Many of you have heard of the Google Books Project, an effort to digitize as many books as possible in three main categories — public domain and out of copyright, out-of-print but still in copyright, and in-print — in order to make them all Google-able. The project involves both cooperation with public research libraries to scan books on the supply side, and efforts to sell electronic versions of these scanned books though a new Google Bookstore on the demand side. It is an effort not without controversy.

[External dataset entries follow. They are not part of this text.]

//! Byte-string opcodes.

use super::{DecodedOp, OpArgs, OpOutput};
use crate::execution_context::ExecutionContext;
use crate::execution_engine::ExecutionEngine;
use crate::limits::MAX_ITEM_SIZE;
use crate::op_code::OpCode;
use crate::stack_item::StackItem;
use crate::{VmError, VmResult};

pub(super) fn decode(op: OpCode) -> VmResult<DecodedOp> {
    Ok(match op {
        OpCode::CAT => DecodedOp::simple(op, 2, 1, cat),
        OpCode::SUBSTR => DecodedOp::simple(op, 3, 1, substr),
        OpCode::LEFT => DecodedOp::simple(op, 2, 1, left),
        OpCode::RIGHT => DecodedOp::simple(op, 2, 1, right),
        OpCode::SIZE => DecodedOp::simple(op, 1, 1, size),
        other => {
            return Err(VmError::UnknownOpCode {
                opcode: other.as_byte(),
            })
        }
    })
}

fn cat(
    _engine: &mut ExecutionEngine,
    _ctx: &mut ExecutionContext,
    args: OpArgs,
) -> VmResult<OpOutput> {
    let tail = args.main[0].as_bytes()?;
    let mut head = args.main[1].as_bytes()?;
    let combined = head.len() + tail.len();
    if combined > MAX_ITEM_SIZE {
        return Err(VmError::ItemTooLarge {
            size: combined,
            max: MAX_ITEM_SIZE,
        });
    }
    head.extend_from_slice(&tail);
    Ok(OpOutput::one(StackItem::ByteArray(head)))
}

fn substr(
    _engine: &mut ExecutionEngine,
    _ctx: &mut ExecutionContext,
    args: OpArgs,
) -> VmResult<OpOutput> {
    let end = args.main[0].as_index("SUBSTR")?;
    let start = args.main[1].as_index("SUBSTR")?;
    let bytes = args.main[2].as_bytes()?;
    let start = start.min(bytes.len());
    let end = end.min(bytes.len()).max(start);
    Ok(OpOutput::one(StackItem::ByteArray(
        bytes[start..end].to_vec(),
    )))
}

fn left(
    _engine: &mut ExecutionEngine,
    _ctx: &mut ExecutionContext,
    args: OpArgs,
) -> VmResult<OpOutput> {
    let count = args.main[0].as_index("LEFT")?;
    let bytes = args.main[1].as_bytes()?;
    let count = count.min(bytes.len());
    Ok(OpOutput::one(StackItem::ByteArray(bytes[..count].to_vec())))
}

fn right(
    _engine: &mut ExecutionEngine,
    _ctx: &mut ExecutionContext,
    args: OpArgs,
) -> VmResult<OpOutput> {
    let count = args.main[0].as_index("RIGHT")?;
    let bytes = args.main[1].as_bytes()?;
    if bytes.len() < count {
        return Err(VmError::invalid_arguments(
            "RIGHT",
            format!("buffer of {} bytes is shorter than {count}", bytes.len()),
        ));
    }
    Ok(OpOutput::one(StackItem::ByteArray(
        bytes[bytes.len() - count..].to_vec(),
    )))
}

fn size(
    _engine: &mut ExecutionEngine,
    _ctx: &mut ExecutionContext,
    args: OpArgs,
) -> VmResult<OpOutput> {
    let bytes = args.main[0].as_bytes()?;
    Ok(OpOutput::one(StackItem::integer(bytes.len() as i64)))
}
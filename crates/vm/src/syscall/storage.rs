//! `Neo.Storage.*`: contract storage through the context capability.

use crate::execution_context::ExecutionContext;
use crate::execution_engine::ExecutionEngine;
use crate::limits::{MAX_ITEM_SIZE, MAX_STORAGE_KEY_SIZE};
use crate::stack_item::{InteropObject, StackItem, StorageContext};
use crate::{VmError, VmResult};
use neo_ledger::{StorageItem, StorageKey};

/// The contract behind a storage context must exist and be declared with
/// storage.
fn check_storage_context(engine: &ExecutionEngine, context: &StorageContext) -> VmResult<()> {
    let contract = engine
        .blockchain()
        .try_get_contract(&context.script_hash)
        .ok_or(VmError::ContractNoStorage {
            hash: context.script_hash.to_string(),
        })?;
    if !contract.has_storage() {
        return Err(VmError::ContractNoStorage {
            hash: context.script_hash.to_string(),
        });
    }
    Ok(())
}

fn key_arg(item: &StackItem) -> VmResult<Vec<u8>> {
    let key = item.as_bytes()?;
    if key.len() > MAX_STORAGE_KEY_SIZE {
        return Err(VmError::ItemTooLarge {
            size: key.len(),
            max: MAX_STORAGE_KEY_SIZE,
        });
    }
    Ok(key)
}

pub(super) fn get_context(
    _engine: &mut ExecutionEngine,
    ctx: &mut ExecutionContext,
    _args: Vec<StackItem>,
) -> VmResult<Vec<StackItem>> {
    Ok(vec![StackItem::Interop(InteropObject::StorageContext(
        StorageContext {
            script_hash: ctx.script_hash(),
        },
    ))])
}

/// A missing key reads as the empty byte string.
pub(super) fn get(
    engine: &mut ExecutionEngine,
    _ctx: &mut ExecutionContext,
    args: Vec<StackItem>,
) -> VmResult<Vec<StackItem>> {
    let key = key_arg(&args[0])?;
    let context = args[1].as_storage_context()?;
    check_storage_context(engine, &context)?;
    let value = engine
        .blockchain()
        .try_get_storage_item(&StorageKey::new(context.script_hash, key))
        .map(|item| item.value)
        .unwrap_or_default();
    Ok(vec![StackItem::bytes(value)])
}

pub(super) fn put(
    engine: &mut ExecutionEngine,
    _ctx: &mut ExecutionContext,
    args: Vec<StackItem>,
) -> VmResult<Vec<StackItem>> {
    engine.require_application_trigger()?;
    let value = args[0].as_bytes()?;
    if value.len() > MAX_ITEM_SIZE {
        return Err(VmError::ItemTooLarge {
            size: value.len(),
            max: MAX_ITEM_SIZE,
        });
    }
    let key = key_arg(&args[1])?;
    let context = args[2].as_storage_context()?;
    check_storage_context(engine, &context)?;
    engine
        .blockchain()
        .put_storage_item(StorageKey::new(context.script_hash, key), StorageItem::new(value));
    Ok(Vec::new())
}

pub(super) fn delete(
    engine: &mut ExecutionEngine,
    _ctx: &mut ExecutionContext,
    args: Vec<StackItem>,
) -> VmResult<Vec<StackItem>> {
    engine.require_application_trigger()?;
    let key = key_arg(&args[0])?;
    let context = args[1].as_storage_context()?;
    check_storage_context(engine, &context)?;
    engine
        .blockchain()
        .delete_storage_item(&StorageKey::new(context.script_hash, key));
    Ok(Vec::new())
}
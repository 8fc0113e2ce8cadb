//! Trigger types for script execution.

use serde::{Deserialize, Serialize};

/// The reason a script is being executed.
///
/// `Verification` runs are read-only signature/permission checks;
/// `Application` runs may mutate ledger state.
#[derive(Debug, Clone, Copy, PartialEq, Eq, Hash, Serialize, Deserialize)]
#[repr(u8)]
pub enum TriggerType {
    /// The script verifies a witness; state mutation is forbidden.
    Verification = 0x00,
    /// The script executes as an application; state mutation is allowed.
    Application = 0x10,
}

impl TriggerType {
    /// The numeric value pushed by `Neo.Runtime.GetTrigger`.
    pub fn as_byte(self) -> u8 {
        self as u8
    }
}

#[cfg(test)]
mod tests {
    use super::*;

    #[test]
    fn byte_values_are_stable() {
        assert_eq!(TriggerType::Verification.as_byte(), 0x00);
        assert_eq!(TriggerType::Application.as_byte(), 0x10);
    }
}
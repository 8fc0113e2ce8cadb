//! Alt-stack moves and stack shuffling.

use super::{DecodedOp, OpArgs, OpOutput};
use crate::execution_context::ExecutionContext;
use crate::execution_engine::ExecutionEngine;
use crate::op_code::OpCode;
use crate::stack_item::StackItem;
use crate::{VmError, VmResult};

pub(super) fn decode(op: OpCode) -> VmResult<DecodedOp> {
    Ok(match op {
        OpCode::TOALTSTACK => DecodedOp::simple(op, 1, 0, to_alt).with_alt(0, 1),
        OpCode::FROMALTSTACK => DecodedOp::simple(op, 0, 1, from_alt).with_alt(1, 0),
        OpCode::DUPFROMALTSTACK => DecodedOp::simple(op, 0, 1, dup_from_alt).with_alt(1, 1),
        OpCode::XDROP => DecodedOp::simple(op, 1, 0, xdrop).with_modify(-1),
        OpCode::XSWAP => DecodedOp::simple(op, 1, 0, xswap),
        OpCode::XTUCK => DecodedOp::simple(op, 1, 0, xtuck).with_modify(1),
        OpCode::DEPTH => DecodedOp::simple(op, 0, 1, depth),
        OpCode::DROP => DecodedOp::simple(op, 1, 0, drop_top),
        OpCode::DUP => DecodedOp::simple(op, 1, 2, dup),
        OpCode::NIP => DecodedOp::simple(op, 2, 1, nip),
        OpCode::OVER => DecodedOp::simple(op, 2, 3, over),
        OpCode::PICK => DecodedOp::simple(op, 1, 1, pick),
        OpCode::ROLL => DecodedOp::simple(op, 1, 1, roll).with_modify(-1),
        OpCode::ROT => DecodedOp::simple(op, 3, 3, rot),
        OpCode::SWAP => DecodedOp::simple(op, 2, 2, swap),
        OpCode::TUCK => DecodedOp::simple(op, 2, 3, tuck),
        other => {
            return Err(VmError::UnknownOpCode {
                opcode: other.as_byte(),
            })
        }
    })
}

fn to_alt(
    _engine: &mut ExecutionEngine,
    _ctx: &mut ExecutionContext,
    mut args: OpArgs,
) -> VmResult<OpOutput> {
    Ok(OpOutput {
        main: Vec::new(),
        alt: vec![args.main.remove(0)],
    })
}

fn from_alt(
    _engine: &mut ExecutionEngine,
    _ctx: &mut ExecutionContext,
    mut args: OpArgs,
) -> VmResult<OpOutput> {
    Ok(OpOutput::one(args.alt.remove(0)))
}

fn dup_from_alt(
    _engine: &mut ExecutionEngine,
    _ctx: &mut ExecutionContext,
    mut args: OpArgs,
) -> VmResult<OpOutput> {
    let item = args.alt.remove(0);
    Ok(OpOutput {
        main: vec![item.clone()],
        alt: vec![item],
    })
}

fn xdrop(
    _engine: &mut ExecutionEngine,
    ctx: &mut ExecutionContext,
    args: OpArgs,
) -> VmResult<OpOutput> {
    let n = args.main[0].as_index("XDROP")?;
    ctx.stack.remove(n)?;
    Ok(OpOutput::none())
}

fn xswap(
    _engine: &mut ExecutionEngine,
    ctx: &mut ExecutionContext,
    args: OpArgs,
) -> VmResult<OpOutput> {
    let n = args.main[0].as_index("XSWAP")?;
    ctx.stack.swap(n)?;
    Ok(OpOutput::none())
}

fn xtuck(
    _engine: &mut ExecutionEngine,
    ctx: &mut ExecutionContext,
    args: OpArgs,
) -> VmResult<OpOutput> {
    let n = args.main[0].as_index("XTUCK")?;
    let top = ctx.stack.peek(0)?;
    ctx.stack.insert(n, top)?;
    Ok(OpOutput::none())
}

fn depth(
    _engine: &mut ExecutionEngine,
    ctx: &mut ExecutionContext,
    _args: OpArgs,
) -> VmResult<OpOutput> {
    Ok(OpOutput::one(StackItem::integer(ctx.stack.len() as i64)))
}

fn drop_top(
    _engine: &mut ExecutionEngine,
    _ctx: &mut ExecutionContext,
    _args: OpArgs,
) -> VmResult<OpOutput> {
    Ok(OpOutput::none())
}

fn dup(
    _engine: &mut ExecutionEngine,
    _ctx: &mut ExecutionContext,
    mut args: OpArgs,
) -> VmResult<OpOutput> {
    let item = args.main.remove(0);
    Ok(OpOutput::many(vec![item.clone(), item]))
}

fn nip(
    _engine: &mut ExecutionEngine,
    _ctx: &mut ExecutionContext,
    mut args: OpArgs,
) -> VmResult<OpOutput> {
    Ok(OpOutput::one(args.main.remove(0)))
}

fn over(
    _engine: &mut ExecutionEngine,
    _ctx: &mut ExecutionContext,
    args: OpArgs,
) -> VmResult<OpOutput> {
    // x1 x2 -> x1 x2 x1
    let [top, below] = take_two(args);
    Ok(OpOutput::many(vec![below.clone(), top, below]))
}

fn pick(
    _engine: &mut ExecutionEngine,
    ctx: &mut ExecutionContext,
    args: OpArgs,
) -> VmResult<OpOutput> {
    let n = args.main[0].as_index("PICK")?;
    Ok(OpOutput::one(ctx.stack.peek(n)?))
}

fn roll(
    _engine: &mut ExecutionEngine,
    ctx: &mut ExecutionContext,
    args: OpArgs,
) -> VmResult<OpOutput> {
    let n = args.main[0].as_index("ROLL")?;
    Ok(OpOutput::one(ctx.stack.remove(n)?))
}

fn rot(
    _engine: &mut ExecutionEngine,
    _ctx: &mut ExecutionContext,
    mut args: OpArgs,
) -> VmResult<OpOutput> {
    // x1 x2 x3 -> x2 x3 x1
    let x3 = args.main.remove(0);
    let x2 = args.main.remove(0);
    let x1 = args.main.remove(0);
    Ok(OpOutput::many(vec![x2, x3, x1]))
}

fn swap(
    _engine: &mut ExecutionEngine,
    _ctx: &mut ExecutionContext,
    args: OpArgs,
) -> VmResult<OpOutput> {
    let [top, below] = take_two(args);
    Ok(OpOutput::many(vec![top, below]))
}

fn tuck(
    _engine: &mut ExecutionEngine,
    _ctx: &mut ExecutionContext,
    args: OpArgs,
) -> VmResult<OpOutput> {
    // x1 x2 -> x2 x1 x2
    let [top, below] = take_two(args);
    Ok(OpOutput::many(vec![top.clone(), below, top]))
}

fn take_two(mut args: OpArgs) -> [StackItem; 2] {
    let top = args.main.remove(0);
    let below = args.main.remove(0);
    [top, below]
}
//! Error types for the core crate.

use thiserror::Error;

/// Errors raised by the core value types and binary codecs.
#[derive(Error, Debug, Clone, PartialEq, Eq)]
pub enum CoreError {
    /// A value could not be parsed from its textual or binary form.
    #[error("invalid format: {message}")]
    InvalidFormat { message: String },

    /// A reader ran past the end of its input.
    #[error("unexpected end of input: needed {needed} bytes, {available} available")]
    UnexpectedEof { needed: usize, available: usize },

    /// A length prefix exceeded the caller-supplied maximum.
    #[error("length {length} exceeds maximum {max}")]
    LengthTooLong { length: u64, max: u64 },

    /// An arithmetic operation overflowed.
    #[error("numeric overflow in {operation}")]
    Overflow { operation: String },
}

impl CoreError {
    /// Convenience constructor for format errors.
    pub fn invalid_format(message: impl Into<String>) -> Self {
        CoreError::InvalidFormat {
            message: message.into(),
        }
    }
}
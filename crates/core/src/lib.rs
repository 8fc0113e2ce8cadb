//! Core value types for the legacy Neo implementation.
//!
//! This crate provides the fixed-width hash types, the `Fixed8` fixed-point
//! number used for gas and asset amounts, and the binary reader/writer used
//! by wire-level encodings.

pub mod error;
pub mod fixed8;
pub mod io;
pub mod uint160;
pub mod uint256;

pub use error::CoreError;
pub use fixed8::Fixed8;
pub use io::{BinaryReader, BinaryWriter};
pub use uint160::UInt160;
pub use uint256::UInt256;

/// The result type for core operations.
pub type CoreResult<T> = std::result::Result<T, CoreError>;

Recently Google has begun to roll out some tools for scholars to mine this incredible database of scanned literature. One of the most intriguing of these is the Google Ngram Viewer. Here’s the description:
When you enter phrases into the Google Books Ngram Viewer, it displays a graph showing how those phrases have occurred in a corpus of books (e.g., “British English”, “English Fiction”, “French”) over the selected years. Let’s look at a sample graph:
This shows trends in three ngrams from 1950 to 2000: “nursery school” (a 2-gram or bigram), “kindergarten” (a 1-gram or unigram), and “child care” (another bigram). What the y-axis shows is this: of all the bigrams contained in our sample of books written in English and published in the United States, what percentage of them are “nursery school” or “child care”? Of all the unigrams, what percentage of them are “kindergarten”? Here, you can see that use of the phrase “child care” started to rise in the late 1960s, overtaking “nursery school” around 1970 and then “kindergarten” around 1973. It peaked shortly after 1990 and has been falling steadily since.
I went ahead and made a Google Ngram graph of “journalism, advertising, public relations“:
Not sure this chart offers any easy conclusions, but it’s a fascinating opening to ask some more interesting questions. Any other ideas for using this tool?